In the wake of the recent Boeing “door plug” blow out, in which a sealed up exit on an Alaska Airlines flight ripped open mid-air, forcing the plane to make a rapid descent and landing, a Yale lecturer and ex United Airlines pilot has questioned why “door plugs” even exist, shifting some of the responsibility for the near-disaster away from Boeing and towards cost-averse airlines.
“Door plugs” are essentially sealed up exits on planes where the seat configuration means that not all the potential doors are deemed necessary. Instead of a potential 220 passengers, the Alaska flight had been configured to seat just 178 flyers. Amy Fraher, Yale lecturer and pilot, says this is not uncommon in the US where people demand less seat density and more leg room. Where airlines offering fewer seats might suffer in terms of load and capacity, they gain in other respects, including one key area: the fewer the flyers, the more lenient the regulations on exit doors.
When there are fewer than 190 seats, Fraher points out, Federal Aviation Administration (FAA) rules “allow fewer emergency exits to be in service.” What happens to the unused exits? They get plugged. This saves airlines money, because for each exit that is in service, there is an on-cost in terms of regular maintenance, safety checks and inspection.
“In other words,” Fraher wrote in a CNN Travel article, “every working exit comes with associated costs in salaries, health benefits, pension plans, training and related expenses. Sealing off an emergency exit cuts costs.”
Fraher makes the very valid point that these regulations are not necessarily “in the best interest of air safety. Wouldn’t it be better for the FAA to require that all exits are available for use in an emergency, regardless of aircraft seating capacity, even if it required some additional expense for airlines?” she says.
However, it is this very flexibility in terms of configuration that has helped to make the Boeing 737 MAX 9 one of the most prolifically sold planes in the world.
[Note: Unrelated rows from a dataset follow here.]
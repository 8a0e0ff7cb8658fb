//! TDK Data Pipeline Library
//!
//! Moves a pipe-delimited file into a database table and exports that table
//! to a dated tab-separated file, on a nightly schedule or on demand.
//!
//! # Overview
//!
//! - **Pipeline**: DSV parsing, column sanitization, table provisioning,
//!   full-table reload and TSV export ([`pipeline`])
//! - **API**: `/health`, `/ingest` and `/export` endpoints per service role ([`api`])
//! - **Scheduler**: health-gated orchestrator that runs ingestion before
//!   export every night ([`scheduler`])
//! - **Configuration**: environment-driven settings ([`config`])
//!
//! # Framework Stack
//!
//! - **Axum** for the HTTP endpoints
//! - **SQLx** for PostgreSQL access
//! - **Reqwest** for the orchestrator's calls to the stage services
//!
//! # Example
//!
//! ```no_run
//! use std::sync::Arc;
//! use tdk_server::{config::Config, db::ConnectionFactory, pipeline::PipelineService};
//!
//! #[tokio::main]
//! async fn main() -> anyhow::Result<()> {
//!     let config = Config::load()?;
//!     let connector = Arc::new(ConnectionFactory::new(&config.database)?);
//!     let service = PipelineService::new(connector, config.pipeline.clone());
//!
//!     let outcome = service.ingest().await;
//!     println!("{}", serde_json::to_string(&outcome)?);
//!     Ok(())
//! }
//! ```

pub mod api;
pub mod config;
pub mod db;
pub mod error;
pub mod pipeline;
pub mod scheduler;

pub use config::Config;
pub use error::{PipelineError, PipelineResult};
By the time the FAA certified the 737 MAX safe for flight, over 3,600 new orders from 83 customers had been made. In 2023, Boeing had logged more than 7,000 total orders for the aircraft.
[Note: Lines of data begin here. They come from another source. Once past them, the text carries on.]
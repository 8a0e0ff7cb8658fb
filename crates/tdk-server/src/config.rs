//! Configuration management
//!
//! All settings come from the environment (optionally seeded from a `.env`
//! file). Every value has a default so a bare `tdk-server` starts against a
//! local database and its own endpoints.

use serde::{Deserialize, Serialize};
use std::path::PathBuf;
use std::time::Duration;

use crate::db::DbConfig;

// ============================================================================
// Defaults
// ============================================================================

pub const DEFAULT_SERVER_HOST: &str = "0.0.0.0";
pub const DEFAULT_SERVER_PORT: u16 = 5000;
pub const DEFAULT_SHUTDOWN_TIMEOUT_SECS: u64 = 30;

pub const DEFAULT_INPUT_DIR: &str = "./data/input";
pub const DEFAULT_DSV_FILENAME: &str = "RAW DATA.dsv";
pub const DEFAULT_OUTPUT_DIR: &str = "./data/output";
pub const DEFAULT_TARGET_TABLE: &str = "C_DUNS_V";

pub const DEFAULT_HEALTH_MAX_RETRIES: u32 = 30;
pub const DEFAULT_HEALTH_RETRY_DELAY_SECS: u64 = 2;
/// Downstream stage calls may legitimately take minutes on large files.
pub const DEFAULT_TRIGGER_TIMEOUT_SECS: u64 = 300;

/// Complete process configuration
#[derive(Debug, Clone, Serialize, Deserialize)]
pub struct Config {
    pub server: ServerConfig,
    pub database: DbConfig,
    pub pipeline: PipelineSettings,
    pub scheduler: SchedulerSettings,
}

/// HTTP listener settings
#[derive(Debug, Clone, Serialize, Deserialize)]
pub struct ServerConfig {
    pub host: String,
    pub port: u16,
    pub shutdown_timeout_secs: u64,
}

/// File locations and the Target Table name
#[derive(Debug, Clone, Serialize, Deserialize)]
pub struct PipelineSettings {
    pub input_dir: PathBuf,
    pub dsv_filename: String,
    pub output_dir: PathBuf,
    pub table_name: String,
}

impl PipelineSettings {
    /// Full path of the DSV file consumed by ingestion
    pub fn input_path(&self) -> PathBuf {
        self.input_dir.join(&self.dsv_filename)
    }
}

impl Default for PipelineSettings {
    fn default() -> Self {
        Self {
            input_dir: PathBuf::from(DEFAULT_INPUT_DIR),
            dsv_filename: DEFAULT_DSV_FILENAME.to_string(),
            output_dir: PathBuf::from(DEFAULT_OUTPUT_DIR),
            table_name: DEFAULT_TARGET_TABLE.to_string(),
        }
    }
}

/// Orchestrator settings
#[derive(Debug, Clone, Serialize, Deserialize)]
pub struct SchedulerSettings {
    pub ingestion_url: String,
    pub export_url: String,
    pub run_on_startup: bool,
    pub hour: u32,
    pub minute: u32,
    pub health_max_retries: u32,
    pub health_retry_delay_secs: u64,
    pub trigger_timeout_secs: u64,
}

impl SchedulerSettings {
    pub fn health_retry_delay(&self) -> Duration {
        Duration::from_secs(self.health_retry_delay_secs)
    }

    pub fn trigger_timeout(&self) -> Duration {
        Duration::from_secs(self.trigger_timeout_secs)
    }
}

/// Stage endpoint on this process's own listener
pub fn local_stage_url(port: u16, route: &str) -> String {
    format!("http://127.0.0.1:{}/{}", port, route)
}

impl Default for SchedulerSettings {
    fn default() -> Self {
        Self {
            ingestion_url: local_stage_url(DEFAULT_SERVER_PORT, "ingest"),
            export_url: local_stage_url(DEFAULT_SERVER_PORT, "export"),
            run_on_startup: true,
            hour: 0,
            minute: 0,
            health_max_retries: DEFAULT_HEALTH_MAX_RETRIES,
            health_retry_delay_secs: DEFAULT_HEALTH_RETRY_DELAY_SECS,
            trigger_timeout_secs: DEFAULT_TRIGGER_TIMEOUT_SECS,
        }
    }
}

/// Read an environment variable, treating unset and empty the same way
pub(crate) fn env_string(key: &str) -> Option<String> {
    std::env::var(key).ok().filter(|v| !v.trim().is_empty())
}

/// Read and parse an environment variable, falling back on absence or parse failure
pub(crate) fn env_parse<T: std::str::FromStr>(key: &str, default: T) -> T {
    env_string(key)
        .and_then(|s| s.trim().parse().ok())
        .unwrap_or(default)
}

/// `true`, `1` and `yes` (any case) enable a flag; anything else disables it
pub(crate) fn parse_flag(value: &str) -> bool {
    matches!(value.trim().to_lowercase().as_str(), "true" | "1" | "yes")
}

impl Config {
    /// Load configuration from `.env`, the environment, and defaults
    pub fn load() -> anyhow::Result<Self> {
        dotenvy::dotenv().ok();

        let config = Self::from_env();
        config.validate()?;

        Ok(config)
    }

    /// Build configuration from the current environment without validation
    pub fn from_env() -> Self {
        let port = env_parse("TDK_PORT", DEFAULT_SERVER_PORT);

        Config {
            server: ServerConfig {
                host: env_string("TDK_HOST").unwrap_or_else(|| DEFAULT_SERVER_HOST.to_string()),
                port,
                shutdown_timeout_secs: env_parse(
                    "TDK_SHUTDOWN_TIMEOUT",
                    DEFAULT_SHUTDOWN_TIMEOUT_SECS,
                ),
            },
            database: DbConfig::from_env(),
            pipeline: PipelineSettings {
                input_dir: env_string("INPUT_DIR")
                    .map(PathBuf::from)
                    .unwrap_or_else(|| PathBuf::from(DEFAULT_INPUT_DIR)),
                dsv_filename: env_string("DSV_FILENAME")
                    .unwrap_or_else(|| DEFAULT_DSV_FILENAME.to_string()),
                output_dir: env_string("OUTPUT_DIR")
                    .map(PathBuf::from)
                    .unwrap_or_else(|| PathBuf::from(DEFAULT_OUTPUT_DIR)),
                table_name: env_string("TARGET_TABLE")
                    .unwrap_or_else(|| DEFAULT_TARGET_TABLE.to_string()),
            },
            scheduler: SchedulerSettings {
                // Unset URLs point at this process's own stage routes
                ingestion_url: env_string("INGESTION_URL")
                    .unwrap_or_else(|| local_stage_url(port, "ingest")),
                export_url: env_string("EXPORT_URL")
                    .unwrap_or_else(|| local_stage_url(port, "export")),
                run_on_startup: env_string("RUN_ON_STARTUP")
                    .map(|v| parse_flag(&v))
                    .unwrap_or(true),
                hour: env_parse("SCHEDULER_HOUR", 0),
                minute: env_parse("SCHEDULER_MINUTE", 0),
                health_max_retries: env_parse("HEALTH_MAX_RETRIES", DEFAULT_HEALTH_MAX_RETRIES),
                health_retry_delay_secs: env_parse(
                    "HEALTH_RETRY_DELAY_SECS",
                    DEFAULT_HEALTH_RETRY_DELAY_SECS,
                ),
                trigger_timeout_secs: env_parse(
                    "TRIGGER_TIMEOUT_SECS",
                    DEFAULT_TRIGGER_TIMEOUT_SECS,
                ),
            },
        }
    }

    /// Validate configuration
    pub fn validate(&self) -> anyhow::Result<()> {
        if self.server.port == 0 {
            anyhow::bail!("Server port must be greater than 0");
        }

        if self.pipeline.dsv_filename.trim().is_empty() {
            anyhow::bail!("DSV filename cannot be empty");
        }

        if self.pipeline.table_name.trim().is_empty() {
            anyhow::bail!("Target table name cannot be empty");
        }

        if self.scheduler.hour > 23 {
            anyhow::bail!("SCHEDULER_HOUR must be between 0 and 23, got {}", self.scheduler.hour);
        }

        if self.scheduler.minute > 59 {
            anyhow::bail!(
                "SCHEDULER_MINUTE must be between 0 and 59, got {}",
                self.scheduler.minute
            );
        }

        if self.scheduler.health_max_retries == 0 {
            anyhow::bail!("HEALTH_MAX_RETRIES must be at least 1");
        }

        self.database.validate()?;

        Ok(())
    }
}

impl Default for Config {
    fn default() -> Self {
        Self {
            server: ServerConfig {
                host: DEFAULT_SERVER_HOST.to_string(),
                port: DEFAULT_SERVER_PORT,
                shutdown_timeout_secs: DEFAULT_SHUTDOWN_TIMEOUT_SECS,
            },
            database: DbConfig::default(),
            pipeline: PipelineSettings::default(),
            scheduler: SchedulerSettings::default(),
        }
    }
}

#[cfg(test)]
mod tests {
    use super::*;
    use serial_test::serial;

    const VARS: &[&str] = &[
        "TDK_PORT",
        "INPUT_DIR",
        "DSV_FILENAME",
        "RUN_ON_STARTUP",
        "SCHEDULER_HOUR",
        "SCHEDULER_MINUTE",
        "INGESTION_URL",
        "EXPORT_URL",
    ];

    fn clear_env() {
        for var in VARS {
            std::env::remove_var(var);
        }
    }

    #[test]
    fn test_parse_flag() {
        assert!(parse_flag("true"));
        assert!(parse_flag("YES"));
        assert!(parse_flag(" 1 "));
        assert!(!parse_flag("false"));
        assert!(!parse_flag("0"));
        assert!(!parse_flag("on"));
    }

    #[test]
    fn test_default_config_is_valid() {
        let config = Config::default();
        assert!(config.validate().is_ok());
        assert_eq!(
            config.pipeline.input_path(),
            PathBuf::from("./data/input").join("RAW DATA.dsv")
        );
        assert!(config.scheduler.run_on_startup);
        assert_eq!(config.scheduler.trigger_timeout(), Duration::from_secs(300));
    }

    #[test]
    #[serial]
    fn test_config_from_env() {
        clear_env();
        std::env::set_var("TDK_PORT", "5001");
        std::env::set_var("INPUT_DIR", "/data/in");
        std::env::set_var("RUN_ON_STARTUP", "no");
        std::env::set_var("SCHEDULER_HOUR", "2");
        std::env::set_var("SCHEDULER_MINUTE", "30");
        std::env::set_var("INGESTION_URL", "http://data-ingestion:5001/ingest");

        let config = Config::from_env();
        assert_eq!(config.server.port, 5001);
        assert_eq!(config.pipeline.input_path(), PathBuf::from("/data/in/RAW DATA.dsv"));
        assert!(!config.scheduler.run_on_startup);
        assert_eq!(config.scheduler.hour, 2);
        assert_eq!(config.scheduler.minute, 30);
        assert_eq!(config.scheduler.ingestion_url, "http://data-ingestion:5001/ingest");

        clear_env();
    }

    #[test]
    #[serial]
    fn test_stage_urls_follow_listener_port() {
        clear_env();
        std::env::set_var("TDK_PORT", "8080");

        let config = Config::from_env();
        assert_eq!(config.scheduler.ingestion_url, "http://127.0.0.1:8080/ingest");
        assert_eq!(config.scheduler.export_url, "http://127.0.0.1:8080/export");

        std::env::set_var("EXPORT_URL", "http://data-export:5002/export");
        let config = Config::from_env();
        assert_eq!(config.scheduler.ingestion_url, "http://127.0.0.1:8080/ingest");
        assert_eq!(config.scheduler.export_url, "http://data-export:5002/export");

        clear_env();
    }

    #[test]
    fn test_default_stage_urls_use_default_port() {
        let settings = SchedulerSettings::default();
        assert_eq!(settings.ingestion_url, "http://127.0.0.1:5000/ingest");
        assert_eq!(settings.export_url, "http://127.0.0.1:5000/export");
    }

    #[test]
    #[serial]
    fn test_malformed_numbers_fall_back_to_defaults() {
        clear_env();
        std::env::set_var("TDK_PORT", "not-a-port");
        std::env::set_var("SCHEDULER_HOUR", "midnight");

        let config = Config::from_env();
        assert_eq!(config.server.port, DEFAULT_SERVER_PORT);
        assert_eq!(config.scheduler.hour, 0);

        clear_env();
    }

    #[test]
    fn test_validate_rejects_out_of_range_schedule() {
        let mut config = Config::default();
        config.scheduler.hour = 24;
        assert!(config.validate().is_err());

        let mut config = Config::default();
        config.scheduler.minute = 60;
        assert!(config.validate().is_err());

        let mut config = Config::default();
        config.scheduler.health_max_retries = 0;
        assert!(config.validate().is_err());
    }

    #[test]
    fn test_validate_rejects_empty_names() {
        let mut config = Config::default();
        config.pipeline.dsv_filename = "  ".to_string();
        assert!(config.validate().is_err());

        let mut config = Config::default();
        config.pipeline.table_name = String::new();
        assert!(config.validate().is_err());
    }
}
Ironically, tragically, the fatal crashes of Lion Air flight 610 and Ethiopian Airlines flight ET302, which resulted in over 300 deaths and the first grounding of the MAX due to faulty anti-stall systems, simply made Boeing and its manufacturing partner Spirit, rush all the more to meet demand. In pressing to get the planes out and the money in the bank, they requested various safety inspection exemptions to speed up the process. After all, each $121 million MAX sale is expected to make around US$12 million in profit.